TASK BRIEF: Search the records for lines with the word "String" and copy each match.
══ DATA UNDER STUDY
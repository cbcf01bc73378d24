//! tests/api/aggregator.rs
use claims::assert_ok;
use wordfreq::pipeline::{run_aggregator, run_grouped_aggregator};

fn reduce_sorted(input: &str) -> String {
    let mut out = Vec::new();
    assert_ok!(run_aggregator(input.as_bytes(), &mut out));
    String::from_utf8(out).expect("Aggregator output was not UTF-8")
}

#[test]
fn sorted_stream_yields_one_total_per_key() {
    let input = "apple\t1\napple\t1\nbanana\t1\nbanana\t1\nbanana\t1\ncherry\t1\n";
    assert_eq!(reduce_sorted(input), "apple\t2\nbanana\t3\ncherry\t1\n");
}

#[test]
fn trailing_group_is_flushed_without_a_following_key() {
    let input = "apple\t1\ncherry\t1\n";
    assert_eq!(reduce_sorted(input), "apple\t1\ncherry\t1\n");
}

#[test]
fn malformed_records_do_not_disturb_surrounding_totals() {
    let input = "apple\t1\noops\napple\t1\nword\tNaN\napple\t1\nbanana\t1\n";
    assert_eq!(reduce_sorted(input), "apple\t3\nbanana\t1\n");
}

#[test]
fn unsorted_stream_degrades_to_partial_totals() {
    // Sort-barrier precondition violated: the aggregator must emit two
    // partials for "apple" rather than merging or failing.
    let input = "apple\t1\nbanana\t1\napple\t1\n";
    assert_eq!(reduce_sorted(input), "apple\t1\nbanana\t1\napple\t1\n");
}

#[test]
fn grouped_mode_matches_sorted_mode_on_sorted_input() {
    let input = "apple\t1\napple\t1\nbanana\t1\ncherry\t1\ncherry\t1\n";

    let mut grouped = Vec::new();
    assert_ok!(run_grouped_aggregator(input.as_bytes(), &mut grouped));

    assert_eq!(String::from_utf8(grouped).unwrap(), reduce_sorted(input));
}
════
EXERCISE OUTPUT:
fn reduce_sorted(input: &str) -> String {
    String::from_utf8(out).expect("Aggregator output was not UTF-8")
    assert_eq!(String::from_utf8(grouped).unwrap(), reduce_sorted(input));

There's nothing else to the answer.